Excellent data point, and the only bullet in the entire presentation to be awarded the coveted second exclamation point. This is obviously the point that they are going to emphasize. This will make up what in advertising parlance is known as the theme, in auto sales parlance as the sticker price, and in other sales circles as the elemental tactic of “showing high”.

This is the benchmark from which all discussions should be started. Don’t ask us what the car costs or is worth, ask us what number has been hung on it and we can work our way down from there. That number has been set by the manufacturer, in a manner that may be more or less arbitrary than the levy cap set by the state. That is not the way to approach a budget. The public is not terribly interested in what you don’t intend to do, but rather what you do intend to do.
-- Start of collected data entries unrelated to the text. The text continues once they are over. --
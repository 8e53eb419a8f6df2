//! Time-of-day estimates derived from past sessions.
//!
//! Both estimators look at the closed sessions of the last seven days only and
//! refuse to guess below [`MIN_SESSIONS`] recorded sessions.

use chrono::{DateTime, Datelike, TimeDelta, Timelike};
use chrono_tz::Tz;

use crate::sessions::{Session, SessionHistory};

/// Minimum number of closed sessions before any prediction is made.
pub const MIN_SESSIONS: usize = 5;

const WINDOW_MS: i64 = 7 * 24 * 60 * 60 * 1000;
const HOUR_TOLERANCE: u32 = 2;

#[derive(Debug, Clone, Copy, PartialEq, Eq)]
pub struct ConnectionPrediction {
    pub hour: u32,
    /// 0-100
    pub confidence: u8,
}

#[derive(Debug, Clone, Copy, PartialEq, Eq)]
pub struct DisconnectionPrediction {
    pub hour: u32,
    pub minute: u32,
    /// 0-100
    pub confidence: u8,
}

/// Usual connection hour for today's weekday.
pub fn predict_next_connection(
    history: &SessionHistory,
    now: &DateTime<Tz>,
) -> Option<ConnectionPrediction> {
    if history.closed.len() < MIN_SESSIONS {
        return None;
    }

    let week = recent(history, now);
    if week.is_empty() {
        return None;
    }

    let today = now.weekday().num_days_from_sunday();
    let same_day: Vec<&Session> = week.iter().copied().filter(|s| s.start_day == today).collect();
    if same_day.is_empty() {
        return None;
    }

    let mean_hour =
        same_day.iter().map(|s| s.start_hour as f64).sum::<f64>() / same_day.len() as f64;

    Some(ConnectionPrediction {
        hour: (mean_hour.round() as u32) % 24,
        confidence: confidence(same_day.len(), week.len()),
    })
}

/// Expected end of the session in progress, based on sessions that started
/// around the same hour.
///
/// Returns `None` when no session is open or when the expected end is already
/// in the past.
pub fn predict_disconnection(
    history: &SessionHistory,
    now: &DateTime<Tz>,
) -> Option<DisconnectionPrediction> {
    let open = history.open.as_ref()?;
    if history.closed.len() < MIN_SESSIONS {
        return None;
    }

    let week = recent(history, now);
    if week.is_empty() {
        return None;
    }

    let hour = now.hour();
    let similar: Vec<&Session> = week
        .iter()
        .copied()
        .filter(|s| hour_distance(s.start_hour, hour) <= HOUR_TOLERANCE)
        .collect();
    if similar.is_empty() {
        return None;
    }

    let avg_duration =
        similar.iter().map(|s| s.duration_ms as f64).sum::<f64>() / similar.len() as f64;
    let elapsed = (now.timestamp_millis() - open.start) as f64;
    let remaining = avg_duration - elapsed;
    if remaining < 0.0 {
        return None;
    }

    let expected = *now + TimeDelta::milliseconds(remaining.round() as i64);
    Some(DisconnectionPrediction {
        hour: expected.hour(),
        minute: expected.minute(),
        confidence: confidence(similar.len(), week.len()),
    })
}

/// Closed sessions that started within the last seven days.
fn recent<'a>(history: &'a SessionHistory, now: &DateTime<Tz>) -> Vec<&'a Session> {
    let cutoff = now.timestamp_millis() - WINDOW_MS;
    history.closed.iter().filter(|s| s.start >= cutoff).collect()
}

/// Distance between two hours on a 24h clock (23 and 1 are 2 apart).
fn hour_distance(a: u32, b: u32) -> u32 {
    let d = a.abs_diff(b) % 24;
    d.min(24 - d)
}

fn confidence(part: usize, total: usize) -> u8 {
    if total == 0 {
        return 0;
    }
    (100.0 * part as f64 / total as f64).round().min(100.0) as u8
}

#[cfg(test)]
mod tests {
    use super::*;
    use chrono::TimeZone;
    use chrono_tz::Europe::Paris;

    /// Monday 2024-01-15 at the given local time.
    fn monday(h: u32, m: u32) -> DateTime<Tz> {
        Paris.with_ymd_and_hms(2024, 1, 15, h, m, 0).unwrap()
    }

    fn closed(start: DateTime<Tz>, minutes: i64) -> Session {
        let end = start + TimeDelta::minutes(minutes);
        Session {
            start: start.timestamp_millis(),
            end: Some(end.timestamp_millis()),
            start_hour: start.hour(),
            start_day: start.weekday().num_days_from_sunday(),
            duration_ms: minutes * 60 * 1000,
        }
    }

    fn open(start: DateTime<Tz>) -> Session {
        Session {
            start: start.timestamp_millis(),
            end: None,
            start_hour: start.hour(),
            start_day: start.weekday().num_days_from_sunday(),
            duration_ms: 0,
        }
    }

    fn history(sessions: Vec<Session>) -> SessionHistory {
        SessionHistory {
            closed: sessions.into(),
            open: None,
        }
    }

    #[test]
    fn test_hour_distance_wraps() {
        assert_eq!(hour_distance(23, 1), 2);
        assert_eq!(hour_distance(1, 23), 2);
        assert_eq!(hour_distance(0, 12), 12);
        assert_eq!(hour_distance(5, 5), 0);
        assert_eq!(hour_distance(22, 1), 3);
    }

    #[test]
    fn test_next_connection_needs_five_sessions() {
        let now = monday(12, 0);
        let sessions: Vec<Session> = (0..4).map(|i| closed(monday(8 + i, 0), 30)).collect();
        assert!(predict_next_connection(&history(sessions), &now).is_none());
    }

    #[test]
    fn test_next_connection_with_five_sessions_today() {
        let now = monday(23, 0);
        // Start hours 18, 19, 20, 21, 22 -> mean 20
        let sessions: Vec<Session> = (0..5).map(|i| closed(monday(18 + i, 0), 30)).collect();

        let prediction = predict_next_connection(&history(sessions), &now).unwrap();
        assert_eq!(prediction.hour, 20);
        assert_eq!(prediction.confidence, 100);
    }

    #[test]
    fn test_next_connection_rounds_mean_hour() {
        let now = monday(23, 0);
        // 18, 18, 19, 19, 19 -> 18.6 -> 19
        let hours = [18, 18, 19, 19, 19];
        let sessions: Vec<Session> = hours.iter().map(|h| closed(monday(*h, 0), 10)).collect();
        assert_eq!(predict_next_connection(&history(sessions), &now).unwrap().hour, 19);
    }

    #[test]
    fn test_next_connection_confidence_is_share_of_week() {
        let now = monday(23, 0);
        let mut sessions: Vec<Session> = (0..2).map(|i| closed(monday(20 + i, 0), 30)).collect();
        // Three sessions on the previous Saturday
        let saturday = Paris.with_ymd_and_hms(2024, 1, 13, 15, 0, 0).unwrap();
        sessions.extend((0..3).map(|i| closed(saturday + TimeDelta::hours(i), 30)));

        let prediction = predict_next_connection(&history(sessions), &now).unwrap();
        assert_eq!(prediction.hour, 21); // mean of 20 and 21 = 20.5, rounded up
        assert_eq!(prediction.confidence, 40);
    }

    #[test]
    fn test_next_connection_ignores_old_sessions() {
        let now = monday(23, 0);
        // Eight days ago: outside the window
        let old = now - TimeDelta::days(8);
        let sessions: Vec<Session> = (0..6).map(|i| closed(old + TimeDelta::minutes(i * 60), 30)).collect();
        assert!(predict_next_connection(&history(sessions), &now).is_none());
    }

    #[test]
    fn test_next_connection_none_without_same_weekday() {
        let now = monday(23, 0);
        let sunday = Paris.with_ymd_and_hms(2024, 1, 14, 10, 0, 0).unwrap();
        let sessions: Vec<Session> = (0..5).map(|i| closed(sunday + TimeDelta::hours(i), 30)).collect();
        assert!(predict_next_connection(&history(sessions), &now).is_none());
    }

    #[test]
    fn test_disconnection_requires_open_session() {
        let now = monday(21, 0);
        let sessions: Vec<Session> = (0..5).map(|i| closed(monday(20, 0) - TimeDelta::days(i), 60)).collect();
        assert!(predict_disconnection(&history(sessions), &now).is_none());
    }

    #[test]
    fn test_disconnection_estimate() {
        let now = monday(21, 0);
        // Five 2h sessions that started at 20:00 on previous days
        let sessions: Vec<Session> = (1..=5)
            .map(|i| closed(monday(20, 0) - TimeDelta::days(i), 120))
            .collect();
        let mut h = history(sessions);
        h.open = Some(open(monday(20, 30)));

        // 120 min average, 30 min elapsed -> ends at 22:30
        let prediction = predict_disconnection(&h, &now).unwrap();
        assert_eq!((prediction.hour, prediction.minute), (22, 30));
        assert_eq!(prediction.confidence, 100);
    }

    #[test]
    fn test_disconnection_only_uses_similar_hours() {
        let now = monday(23, 0);
        let mut sessions: Vec<Session> = (1..=3)
            .map(|i| closed(monday(1, 0) - TimeDelta::days(i - 1), 60))
            .collect();
        // Far from 23h: ignored for the average
        sessions.extend((1..=2).map(|i| closed(monday(12, 0) - TimeDelta::days(i), 600)));
        let mut h = history(sessions);
        h.open = Some(open(monday(22, 50)));

        // 01:00 sessions are 2h away from 23:00 across midnight
        let prediction = predict_disconnection(&h, &now).unwrap();
        assert_eq!((prediction.hour, prediction.minute), (23, 50));
        assert_eq!(prediction.confidence, 60);
    }

    #[test]
    fn test_disconnection_none_when_estimate_passed() {
        let now = monday(21, 0);
        let sessions: Vec<Session> = (1..=5)
            .map(|i| closed(monday(20, 0) - TimeDelta::days(i), 30))
            .collect();
        let mut h = history(sessions);
        h.open = Some(open(monday(20, 0)));

        assert!(predict_disconnection(&h, &now).is_none());
    }

    #[test]
    fn test_disconnection_needs_five_closed_sessions() {
        let now = monday(21, 0);
        let sessions: Vec<Session> = (1..=4)
            .map(|i| closed(monday(20, 0) - TimeDelta::days(i), 120))
            .collect();
        let mut h = history(sessions);
        h.open = Some(open(monday(20, 30)));
        assert!(predict_disconnection(&h, &now).is_none());
    }
}
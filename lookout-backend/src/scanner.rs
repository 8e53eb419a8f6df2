//! Roster polling loop.
//!
//! Each tick fetches the dynmap world, feeds the roster to the presence
//! tracker, records sessions for the resulting transitions and refreshes the
//! status message.

use std::sync::Arc;
use std::time::{Duration, Instant};

use chrono::DateTime;
use chrono_tz::Tz;
use lookout_db::KeyValueStore;
use tokio::sync::watch;
use tokio::time::MissedTickBehavior;

use crate::config::Config;
use crate::dynmap::{DynmapClient, WorldSnapshot};
use crate::error::Result;
use crate::helpers::{format_duration, format_game_time, local_now};
use crate::predict::{predict_disconnection, predict_next_connection};
use crate::presence::{PresenceTracker, Transition};
use crate::report::{OfflineEntry, OnlineEntry, StatusReport, status_embed, transition_embed};
use crate::sessions::SessionRecorder;
use crate::webhook::{StatusBoard, WebhookClient, dispatch_alert};

pub const STATUS_MESSAGE_KEY: &str = "message:status";

pub struct Scanner<S> {
    dynmap: DynmapClient,
    webhook: Arc<WebhookClient>,
    store: Arc<S>,
    board: StatusBoard<S>,
    tracker: PresenceTracker,
    recorder: SessionRecorder,
    timezone: Tz,
    refresh_label: String,
    alerts: bool,
    flush_interval: Duration,
    last_flush: Instant,
}

impl<S: KeyValueStore> Scanner<S> {
    /// Build a scanner, restoring session histories and the status message id
    /// from `store`.
    pub async fn new(
        config: &Config,
        dynmap: DynmapClient,
        webhook: Arc<WebhookClient>,
        store: Arc<S>,
    ) -> Self {
        let recorder = SessionRecorder::load(store.as_ref(), &config.watch_list).await;
        let board = StatusBoard::load(webhook.clone(), store.clone(), STATUS_MESSAGE_KEY).await;

        Self {
            dynmap,
            webhook,
            store,
            board,
            tracker: PresenceTracker::new(config.watch_list.clone()),
            recorder,
            timezone: config.timezone,
            refresh_label: format_duration(config.check_interval.as_millis() as i64),
            alerts: true,
            flush_interval: config.history_flush_interval,
            last_flush: Instant::now(),
        }
    }

    /// Disable per-transition alert messages.
    pub fn without_alerts(mut self) -> Self {
        self.alerts = false;
        self
    }

    pub fn tracker(&self) -> &PresenceTracker {
        &self.tracker
    }

    pub fn recorder(&self) -> &SessionRecorder {
        &self.recorder
    }

    pub fn board(&self) -> &StatusBoard<S> {
        &self.board
    }

    /// Run one full scan: fetch, detect, record, publish.
    pub async fn tick(&mut self, now: DateTime<Tz>) -> Result<Vec<Transition>> {
        let world = self.dynmap.fetch_world().await?;
        let transitions = self.apply(&world, &now).await;

        let embed = status_embed(&self.report(&world, now));
        if let Err(e) = self.board.publish(&embed).await {
            tracing::error!(error = %e, "failed to publish status");
        }

        if self.last_flush.elapsed() >= self.flush_interval {
            self.recorder.save_all(self.store.as_ref()).await;
            self.last_flush = Instant::now();
            tracing::debug!("session histories flushed");
        }

        tracing::info!(
            online = self.tracker.online().len(),
            watched = self.tracker.watched().len(),
            transitions = transitions.len(),
            "scan complete"
        );
        Ok(transitions)
    }

    /// Feed a roster to the tracker and recorder. Closed sessions are persisted
    /// immediately.
    pub async fn apply(&mut self, world: &WorldSnapshot, now: &DateTime<Tz>) -> Vec<Transition> {
        let transitions = self.tracker.observe(&world.roster());

        for transition in &transitions {
            let closed = self
                .recorder
                .on_transition(transition.player, transition.became_online, now);

            if transition.became_online {
                tracing::info!(player = %transition.player, "player connected");
            } else {
                tracing::info!(player = %transition.player, "player disconnected");
            }

            if let Some(session) = &closed {
                self.recorder.save(self.store.as_ref(), &transition.player).await;
                tracing::info!(
                    player = %transition.player,
                    duration = %format_duration(session.duration_ms),
                    "session recorded"
                );
            }

            if self.alerts {
                let embed = transition_embed(
                    &transition.player,
                    transition.became_online,
                    closed.as_ref().map(|s| s.duration_ms),
                    now,
                );
                dispatch_alert(self.webhook.clone(), embed);
            }
        }

        transitions
    }

    /// Status summary annotated with session lengths and predictions.
    pub fn report(&self, world: &WorldSnapshot, now: DateTime<Tz>) -> StatusReport {
        let now_ms = now.timestamp_millis();

        let online = self
            .tracker
            .online()
            .into_iter()
            .map(|player| {
                let history = self.recorder.history(&player);
                OnlineEntry {
                    player,
                    session_ms: self
                        .recorder
                        .open_session(&player)
                        .map(|s| now_ms - s.start),
                    disconnection: history.and_then(|h| predict_disconnection(h, &now)),
                }
            })
            .collect();

        let offline = self
            .tracker
            .offline()
            .into_iter()
            .map(|player| OfflineEntry {
                player,
                next_connection: self
                    .recorder
                    .history(&player)
                    .and_then(|h| predict_next_connection(h, &now)),
            })
            .collect();

        StatusReport {
            total_online: world.total_online(),
            game_time: format_game_time(world.servertime),
            scanned_at: now,
            refresh_label: self.refresh_label.clone(),
            online,
            offline,
        }
    }

    /// Persist every history, used on shutdown.
    pub async fn flush(&self) {
        self.recorder.save_all(self.store.as_ref()).await;
    }

    /// Poll until `shutdown` fires. A tick runs to completion before the next
    /// one starts; failed ticks are logged and retried at the next interval.
    pub async fn run(mut self, interval: Duration, mut shutdown: watch::Receiver<bool>) {
        let mut ticker = tokio::time::interval(interval);
        ticker.set_missed_tick_behavior(MissedTickBehavior::Delay);

        loop {
            tokio::select! {
                _ = ticker.tick() => {
                    if let Err(e) = self.tick(local_now(self.timezone)).await {
                        tracing::error!(error = %e, "scan failed");
                    }
                }
                _ = shutdown.changed() => {
                    self.flush().await;
                    tracing::info!("scanner stopped, session histories flushed");
                    return;
                }
            }
        }
    }
}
Let me suggest a more honest way of approaching this issue. Instead of celebrating the money you are NOT asking to spend, work your way up from the bottom by justifying the money you ARE asking to spend. I personally don’t care what the state revenue cap is unless it becomes a referendum issue. I am not favorably impressed by the man who steals my wallet, spends the money on hookers and lottery tickets, and then comes back to me bragging that he did NOT steal my watch too. Let the man ask for help to get a meal and an education, show me that the money is going for that, and I will gladly help him.

Current budget contains a 7.8% increase; mostly due to the “rebound” effect of last year’s Annual Meeting vote.

Laughable. This is like a child saying that there is no change from the twenty because the “rebound” effect of seeing a movie is popcorn and a drink.

The current budget contains a 7.8% increase because that is the amount of money the administration is proposing to spend this year. They might be proposing to spend it this year because they were not allowed to spend it last year, but this isn’t a rebound anything. Since they seem to understand basketball analogies, let me give them one that really describes the situation.

After time ran out we did not have the points we wanted, so we are going to try to come out in the second game and score enough points to make up the difference. Our only other option is to play defense (reduce spending) so that we do not have to score as many total points, but we want to be the Michael Redd
[1] of school districts and score, score, score!!! My analogy fails. So does theirs.

If the tax levy had not been lowered by the $2M last year, this year’s increase would be 1.6%.

This is the administration’s way of saying “if you had given us more money, we would have spent the same or a lesser amount of money”. Anyone who believes that can take a look at the discussion of what to do with the “leftover” referendum money. They are like a pig on full feed—the only way to stop them is to load them on the truck. That’s what happened last October.

The message from the voter’s meeting was that those present thought that the school district spends too much money. This message was either not received or not believed. Had it been, the board and administration would have been making a greater effort to spend wisely and in a way that the public can understand and agree with.


The message that the board and administration DID receive was that they need different voters and had better work to that end. They may be right, and they may get enough free spenders to carry the day next October. If they are wrong, however, they are doubling down on a losing hand by not taking the concerns of ALL members of the community seriously. They will have hurt their credibility to the point where citizens who want to do the right thing will not trust them to carry it out. And those citizens will quit buying feed.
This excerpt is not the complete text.